**Dataset content**
== Segment start ==

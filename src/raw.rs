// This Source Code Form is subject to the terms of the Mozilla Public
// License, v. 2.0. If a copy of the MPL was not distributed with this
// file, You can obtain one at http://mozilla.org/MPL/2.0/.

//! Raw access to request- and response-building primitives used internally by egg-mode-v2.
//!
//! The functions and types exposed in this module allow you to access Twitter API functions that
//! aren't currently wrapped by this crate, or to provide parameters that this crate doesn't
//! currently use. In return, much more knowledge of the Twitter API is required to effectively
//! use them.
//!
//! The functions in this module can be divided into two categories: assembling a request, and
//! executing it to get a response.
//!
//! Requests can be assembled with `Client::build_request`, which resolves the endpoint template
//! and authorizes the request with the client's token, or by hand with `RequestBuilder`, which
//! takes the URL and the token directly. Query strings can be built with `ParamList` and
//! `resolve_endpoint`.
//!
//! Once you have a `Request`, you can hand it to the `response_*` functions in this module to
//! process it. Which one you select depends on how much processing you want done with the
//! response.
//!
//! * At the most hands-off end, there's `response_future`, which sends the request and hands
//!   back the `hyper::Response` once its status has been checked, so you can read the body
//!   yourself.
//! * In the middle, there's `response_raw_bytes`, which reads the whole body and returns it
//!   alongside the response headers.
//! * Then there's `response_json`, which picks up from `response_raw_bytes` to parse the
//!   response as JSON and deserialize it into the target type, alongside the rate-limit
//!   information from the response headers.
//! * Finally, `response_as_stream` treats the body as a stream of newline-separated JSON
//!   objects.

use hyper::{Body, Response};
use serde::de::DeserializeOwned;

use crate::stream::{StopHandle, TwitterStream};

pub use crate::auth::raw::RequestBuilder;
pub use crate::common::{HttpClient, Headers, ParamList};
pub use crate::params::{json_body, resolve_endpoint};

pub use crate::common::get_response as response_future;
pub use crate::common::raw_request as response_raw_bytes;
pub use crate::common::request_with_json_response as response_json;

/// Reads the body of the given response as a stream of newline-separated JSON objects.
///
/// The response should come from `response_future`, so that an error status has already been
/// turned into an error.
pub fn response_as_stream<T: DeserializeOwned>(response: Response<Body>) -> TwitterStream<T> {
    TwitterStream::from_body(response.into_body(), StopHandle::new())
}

== Segment end ==
== Segment start ==

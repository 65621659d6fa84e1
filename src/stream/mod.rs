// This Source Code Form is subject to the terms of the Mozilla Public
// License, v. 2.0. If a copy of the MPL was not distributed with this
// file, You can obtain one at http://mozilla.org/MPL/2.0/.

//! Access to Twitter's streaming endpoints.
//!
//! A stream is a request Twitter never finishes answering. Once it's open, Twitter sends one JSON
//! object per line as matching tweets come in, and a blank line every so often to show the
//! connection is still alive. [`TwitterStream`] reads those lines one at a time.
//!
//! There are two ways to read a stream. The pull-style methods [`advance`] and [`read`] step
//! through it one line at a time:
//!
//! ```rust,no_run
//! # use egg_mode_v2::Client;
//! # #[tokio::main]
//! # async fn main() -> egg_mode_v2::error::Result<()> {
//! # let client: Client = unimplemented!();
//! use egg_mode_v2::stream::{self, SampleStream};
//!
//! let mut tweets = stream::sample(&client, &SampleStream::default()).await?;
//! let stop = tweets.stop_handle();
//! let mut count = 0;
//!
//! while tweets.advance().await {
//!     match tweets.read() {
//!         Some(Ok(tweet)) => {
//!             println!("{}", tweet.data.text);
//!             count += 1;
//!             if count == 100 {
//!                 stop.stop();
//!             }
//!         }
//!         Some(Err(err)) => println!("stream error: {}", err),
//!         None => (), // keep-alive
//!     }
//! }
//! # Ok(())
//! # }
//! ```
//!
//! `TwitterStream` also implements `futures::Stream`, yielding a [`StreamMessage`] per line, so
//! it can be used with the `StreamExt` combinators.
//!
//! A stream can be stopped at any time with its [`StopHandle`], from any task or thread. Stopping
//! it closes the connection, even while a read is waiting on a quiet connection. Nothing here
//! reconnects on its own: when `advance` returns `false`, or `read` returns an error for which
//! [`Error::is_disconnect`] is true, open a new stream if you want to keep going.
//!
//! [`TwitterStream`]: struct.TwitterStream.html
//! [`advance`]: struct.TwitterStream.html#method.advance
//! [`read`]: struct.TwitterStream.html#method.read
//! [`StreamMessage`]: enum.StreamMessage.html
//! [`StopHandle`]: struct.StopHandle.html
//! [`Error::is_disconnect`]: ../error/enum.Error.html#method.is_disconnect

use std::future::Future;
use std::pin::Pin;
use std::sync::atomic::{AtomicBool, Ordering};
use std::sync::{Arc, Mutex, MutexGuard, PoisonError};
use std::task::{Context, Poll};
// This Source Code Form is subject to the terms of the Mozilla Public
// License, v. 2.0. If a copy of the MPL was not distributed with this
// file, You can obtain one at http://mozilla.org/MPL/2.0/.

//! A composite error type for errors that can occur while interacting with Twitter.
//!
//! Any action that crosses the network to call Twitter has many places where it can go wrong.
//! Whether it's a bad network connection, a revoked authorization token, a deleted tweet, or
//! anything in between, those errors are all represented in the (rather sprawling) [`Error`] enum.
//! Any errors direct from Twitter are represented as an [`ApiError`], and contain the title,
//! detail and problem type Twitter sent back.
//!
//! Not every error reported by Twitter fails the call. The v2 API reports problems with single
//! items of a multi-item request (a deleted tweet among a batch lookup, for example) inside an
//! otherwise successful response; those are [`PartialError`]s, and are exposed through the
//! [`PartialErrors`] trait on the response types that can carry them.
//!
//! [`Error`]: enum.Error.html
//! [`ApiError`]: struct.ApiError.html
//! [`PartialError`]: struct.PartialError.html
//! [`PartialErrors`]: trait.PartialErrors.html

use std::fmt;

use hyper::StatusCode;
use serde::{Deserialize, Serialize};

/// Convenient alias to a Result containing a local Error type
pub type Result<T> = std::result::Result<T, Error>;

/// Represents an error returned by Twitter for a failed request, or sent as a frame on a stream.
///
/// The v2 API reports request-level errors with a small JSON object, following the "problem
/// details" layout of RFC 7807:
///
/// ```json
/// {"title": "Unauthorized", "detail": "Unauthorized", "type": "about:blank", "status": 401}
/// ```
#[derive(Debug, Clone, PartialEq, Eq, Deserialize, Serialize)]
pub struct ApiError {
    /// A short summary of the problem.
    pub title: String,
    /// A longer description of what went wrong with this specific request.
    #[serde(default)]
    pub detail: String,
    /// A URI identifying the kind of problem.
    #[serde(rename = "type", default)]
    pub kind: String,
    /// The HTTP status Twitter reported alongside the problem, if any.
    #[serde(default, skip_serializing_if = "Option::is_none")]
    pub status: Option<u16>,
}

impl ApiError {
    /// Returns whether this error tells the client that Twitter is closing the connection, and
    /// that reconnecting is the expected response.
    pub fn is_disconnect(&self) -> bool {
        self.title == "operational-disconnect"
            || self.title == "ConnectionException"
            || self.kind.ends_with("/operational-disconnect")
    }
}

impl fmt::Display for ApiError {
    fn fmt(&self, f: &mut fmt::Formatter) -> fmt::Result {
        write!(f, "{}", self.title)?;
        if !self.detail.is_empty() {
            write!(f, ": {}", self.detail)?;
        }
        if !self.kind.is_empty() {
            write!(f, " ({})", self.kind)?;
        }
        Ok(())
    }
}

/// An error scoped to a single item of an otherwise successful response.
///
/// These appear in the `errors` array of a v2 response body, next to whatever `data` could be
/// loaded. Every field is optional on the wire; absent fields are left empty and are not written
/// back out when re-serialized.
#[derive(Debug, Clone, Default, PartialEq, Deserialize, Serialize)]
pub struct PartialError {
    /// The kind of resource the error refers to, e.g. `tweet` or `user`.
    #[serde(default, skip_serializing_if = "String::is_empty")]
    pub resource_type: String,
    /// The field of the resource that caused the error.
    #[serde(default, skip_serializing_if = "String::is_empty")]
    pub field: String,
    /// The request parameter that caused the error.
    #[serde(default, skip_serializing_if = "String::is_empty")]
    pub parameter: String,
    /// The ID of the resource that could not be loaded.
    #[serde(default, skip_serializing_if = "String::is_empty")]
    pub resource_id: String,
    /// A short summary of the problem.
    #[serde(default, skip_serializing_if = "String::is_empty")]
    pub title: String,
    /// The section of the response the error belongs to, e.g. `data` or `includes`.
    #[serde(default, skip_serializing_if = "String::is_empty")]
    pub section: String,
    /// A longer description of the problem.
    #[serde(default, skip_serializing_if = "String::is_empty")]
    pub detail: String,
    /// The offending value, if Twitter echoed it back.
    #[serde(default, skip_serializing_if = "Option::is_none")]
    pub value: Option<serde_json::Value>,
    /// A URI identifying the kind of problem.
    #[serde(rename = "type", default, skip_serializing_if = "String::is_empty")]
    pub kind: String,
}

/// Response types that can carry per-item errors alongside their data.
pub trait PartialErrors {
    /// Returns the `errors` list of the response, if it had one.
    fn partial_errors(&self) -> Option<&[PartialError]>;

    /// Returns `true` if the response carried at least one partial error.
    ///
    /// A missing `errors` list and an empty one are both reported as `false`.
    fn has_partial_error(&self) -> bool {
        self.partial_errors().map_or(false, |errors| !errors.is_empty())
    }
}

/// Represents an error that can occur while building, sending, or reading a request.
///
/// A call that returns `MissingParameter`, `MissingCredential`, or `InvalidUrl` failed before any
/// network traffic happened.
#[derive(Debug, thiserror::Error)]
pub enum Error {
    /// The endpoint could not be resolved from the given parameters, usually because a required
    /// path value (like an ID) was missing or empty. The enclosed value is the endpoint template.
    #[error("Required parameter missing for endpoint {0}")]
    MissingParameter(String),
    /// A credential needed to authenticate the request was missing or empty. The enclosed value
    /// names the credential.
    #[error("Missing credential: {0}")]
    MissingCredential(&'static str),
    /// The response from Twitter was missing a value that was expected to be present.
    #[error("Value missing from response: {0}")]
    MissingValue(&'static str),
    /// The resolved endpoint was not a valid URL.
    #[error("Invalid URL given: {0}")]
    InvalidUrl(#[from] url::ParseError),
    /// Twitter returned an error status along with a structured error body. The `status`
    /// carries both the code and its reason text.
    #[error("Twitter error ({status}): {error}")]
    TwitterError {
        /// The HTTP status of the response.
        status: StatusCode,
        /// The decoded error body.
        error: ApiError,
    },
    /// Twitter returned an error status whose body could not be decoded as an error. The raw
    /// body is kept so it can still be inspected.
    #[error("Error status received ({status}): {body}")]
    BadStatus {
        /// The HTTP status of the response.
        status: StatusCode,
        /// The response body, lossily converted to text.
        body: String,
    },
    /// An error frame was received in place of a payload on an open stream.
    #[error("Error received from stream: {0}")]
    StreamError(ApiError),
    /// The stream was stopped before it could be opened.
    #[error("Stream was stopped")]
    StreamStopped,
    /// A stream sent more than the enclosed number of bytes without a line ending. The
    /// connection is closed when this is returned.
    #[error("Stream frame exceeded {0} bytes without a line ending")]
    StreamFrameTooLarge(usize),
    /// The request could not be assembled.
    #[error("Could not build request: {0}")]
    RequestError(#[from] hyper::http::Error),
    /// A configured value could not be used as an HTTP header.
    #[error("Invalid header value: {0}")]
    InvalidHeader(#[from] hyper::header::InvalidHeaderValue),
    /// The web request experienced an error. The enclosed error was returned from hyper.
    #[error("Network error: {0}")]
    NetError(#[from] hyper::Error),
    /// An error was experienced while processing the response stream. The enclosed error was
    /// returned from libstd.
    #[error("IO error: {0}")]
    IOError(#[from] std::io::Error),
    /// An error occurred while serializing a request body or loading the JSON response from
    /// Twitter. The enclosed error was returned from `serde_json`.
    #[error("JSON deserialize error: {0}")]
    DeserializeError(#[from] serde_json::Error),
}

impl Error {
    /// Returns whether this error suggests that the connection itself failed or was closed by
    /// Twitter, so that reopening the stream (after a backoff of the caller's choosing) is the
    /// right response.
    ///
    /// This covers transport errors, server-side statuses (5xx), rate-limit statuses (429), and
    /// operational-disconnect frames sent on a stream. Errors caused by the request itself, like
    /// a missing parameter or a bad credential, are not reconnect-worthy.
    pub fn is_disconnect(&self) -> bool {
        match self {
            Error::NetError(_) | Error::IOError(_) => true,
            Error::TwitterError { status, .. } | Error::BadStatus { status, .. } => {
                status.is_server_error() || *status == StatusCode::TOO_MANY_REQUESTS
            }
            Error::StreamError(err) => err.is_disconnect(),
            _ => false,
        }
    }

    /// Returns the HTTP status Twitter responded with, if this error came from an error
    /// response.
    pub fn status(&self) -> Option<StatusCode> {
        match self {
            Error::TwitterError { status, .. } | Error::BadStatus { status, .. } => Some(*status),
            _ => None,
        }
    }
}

== Segment end ==
== Segment start ==

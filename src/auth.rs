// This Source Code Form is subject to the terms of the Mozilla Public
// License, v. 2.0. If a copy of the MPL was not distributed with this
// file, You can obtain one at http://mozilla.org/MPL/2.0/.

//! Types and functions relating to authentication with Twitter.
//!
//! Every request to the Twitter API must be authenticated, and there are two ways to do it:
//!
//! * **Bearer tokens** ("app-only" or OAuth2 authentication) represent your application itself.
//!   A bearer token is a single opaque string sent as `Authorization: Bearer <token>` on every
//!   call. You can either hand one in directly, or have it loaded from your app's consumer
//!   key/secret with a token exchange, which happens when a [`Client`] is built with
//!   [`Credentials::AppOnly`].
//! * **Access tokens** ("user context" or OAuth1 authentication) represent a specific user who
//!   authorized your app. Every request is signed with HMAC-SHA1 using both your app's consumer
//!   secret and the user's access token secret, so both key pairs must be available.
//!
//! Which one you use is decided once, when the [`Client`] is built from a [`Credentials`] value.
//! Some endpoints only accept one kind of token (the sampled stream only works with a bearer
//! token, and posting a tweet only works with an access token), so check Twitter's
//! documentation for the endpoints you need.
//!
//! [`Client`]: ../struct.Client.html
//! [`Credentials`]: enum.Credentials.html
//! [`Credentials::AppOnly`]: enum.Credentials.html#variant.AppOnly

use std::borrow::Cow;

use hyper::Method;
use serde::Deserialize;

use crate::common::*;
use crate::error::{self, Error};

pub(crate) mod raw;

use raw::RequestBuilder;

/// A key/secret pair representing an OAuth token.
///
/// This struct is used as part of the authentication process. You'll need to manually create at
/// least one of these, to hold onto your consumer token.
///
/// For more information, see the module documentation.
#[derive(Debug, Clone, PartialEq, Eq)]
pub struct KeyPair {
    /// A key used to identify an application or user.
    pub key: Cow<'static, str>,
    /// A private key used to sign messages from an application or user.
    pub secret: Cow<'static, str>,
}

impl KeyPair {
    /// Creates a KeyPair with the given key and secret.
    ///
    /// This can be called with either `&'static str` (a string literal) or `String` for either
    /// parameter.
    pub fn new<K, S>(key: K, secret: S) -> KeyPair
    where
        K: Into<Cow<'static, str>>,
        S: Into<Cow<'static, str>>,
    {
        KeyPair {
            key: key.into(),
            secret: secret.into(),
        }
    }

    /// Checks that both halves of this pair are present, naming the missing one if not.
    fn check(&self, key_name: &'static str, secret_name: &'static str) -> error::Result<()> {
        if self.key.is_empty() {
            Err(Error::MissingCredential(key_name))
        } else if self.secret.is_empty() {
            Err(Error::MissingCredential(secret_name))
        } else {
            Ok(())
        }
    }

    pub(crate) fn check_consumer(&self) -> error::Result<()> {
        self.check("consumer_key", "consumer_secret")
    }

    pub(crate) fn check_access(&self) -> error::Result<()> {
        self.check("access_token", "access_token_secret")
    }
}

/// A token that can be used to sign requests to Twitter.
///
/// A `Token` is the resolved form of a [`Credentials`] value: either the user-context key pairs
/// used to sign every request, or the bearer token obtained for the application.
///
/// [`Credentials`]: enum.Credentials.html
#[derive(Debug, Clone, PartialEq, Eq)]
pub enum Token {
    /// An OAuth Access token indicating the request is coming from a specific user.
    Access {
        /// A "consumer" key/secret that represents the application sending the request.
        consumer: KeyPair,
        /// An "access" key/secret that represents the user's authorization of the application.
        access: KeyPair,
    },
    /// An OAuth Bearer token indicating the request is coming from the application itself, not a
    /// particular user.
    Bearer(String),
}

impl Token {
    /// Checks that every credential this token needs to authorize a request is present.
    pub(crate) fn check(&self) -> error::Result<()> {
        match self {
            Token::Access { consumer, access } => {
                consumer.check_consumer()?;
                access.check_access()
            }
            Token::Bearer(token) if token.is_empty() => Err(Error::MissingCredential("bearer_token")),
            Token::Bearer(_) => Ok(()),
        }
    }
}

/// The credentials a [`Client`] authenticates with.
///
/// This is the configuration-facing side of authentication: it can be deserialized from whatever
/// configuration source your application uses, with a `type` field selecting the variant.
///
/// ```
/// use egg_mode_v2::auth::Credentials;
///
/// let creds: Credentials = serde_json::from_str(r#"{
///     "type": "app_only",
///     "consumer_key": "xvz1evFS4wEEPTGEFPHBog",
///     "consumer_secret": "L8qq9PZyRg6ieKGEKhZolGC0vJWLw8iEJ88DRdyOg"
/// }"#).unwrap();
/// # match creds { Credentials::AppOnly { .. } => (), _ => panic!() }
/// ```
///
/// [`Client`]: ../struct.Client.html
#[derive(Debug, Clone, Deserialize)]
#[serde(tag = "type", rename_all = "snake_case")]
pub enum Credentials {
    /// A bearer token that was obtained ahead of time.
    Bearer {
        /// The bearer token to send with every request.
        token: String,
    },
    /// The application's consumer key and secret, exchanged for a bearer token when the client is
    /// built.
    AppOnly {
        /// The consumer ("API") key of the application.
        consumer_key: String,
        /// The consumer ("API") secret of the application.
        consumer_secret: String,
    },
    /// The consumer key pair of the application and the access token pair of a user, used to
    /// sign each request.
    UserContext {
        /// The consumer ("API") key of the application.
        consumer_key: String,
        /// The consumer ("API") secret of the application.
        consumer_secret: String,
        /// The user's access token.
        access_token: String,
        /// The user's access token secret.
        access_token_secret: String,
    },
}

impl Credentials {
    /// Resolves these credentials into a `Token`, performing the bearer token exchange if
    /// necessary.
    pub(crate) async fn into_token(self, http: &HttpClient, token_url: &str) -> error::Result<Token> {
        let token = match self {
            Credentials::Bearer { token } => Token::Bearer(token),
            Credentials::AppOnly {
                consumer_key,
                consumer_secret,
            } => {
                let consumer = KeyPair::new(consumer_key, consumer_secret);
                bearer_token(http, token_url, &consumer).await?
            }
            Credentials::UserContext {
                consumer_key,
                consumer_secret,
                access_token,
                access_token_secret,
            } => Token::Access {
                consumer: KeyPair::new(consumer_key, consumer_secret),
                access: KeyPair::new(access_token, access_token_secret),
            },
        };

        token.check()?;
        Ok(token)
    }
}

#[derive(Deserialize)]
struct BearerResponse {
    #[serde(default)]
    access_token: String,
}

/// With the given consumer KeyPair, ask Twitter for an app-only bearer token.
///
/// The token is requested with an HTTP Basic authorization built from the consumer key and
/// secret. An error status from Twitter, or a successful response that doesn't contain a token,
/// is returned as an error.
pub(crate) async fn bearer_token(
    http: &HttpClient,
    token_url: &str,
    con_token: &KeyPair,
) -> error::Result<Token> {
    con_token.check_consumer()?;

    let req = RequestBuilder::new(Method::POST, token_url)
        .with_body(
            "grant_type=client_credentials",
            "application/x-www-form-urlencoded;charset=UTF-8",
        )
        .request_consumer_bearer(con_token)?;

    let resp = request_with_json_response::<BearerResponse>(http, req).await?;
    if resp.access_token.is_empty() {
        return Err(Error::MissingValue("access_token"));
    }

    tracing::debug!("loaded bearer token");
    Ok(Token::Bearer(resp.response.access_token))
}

== Segment end ==

**What the task requires**
Scan the records above for the string "decoded", and copy every line where it turns up.

**Output below**
        /// The decoded error body.
    /// Twitter returned an error status whose body could not be decoded as an error. The raw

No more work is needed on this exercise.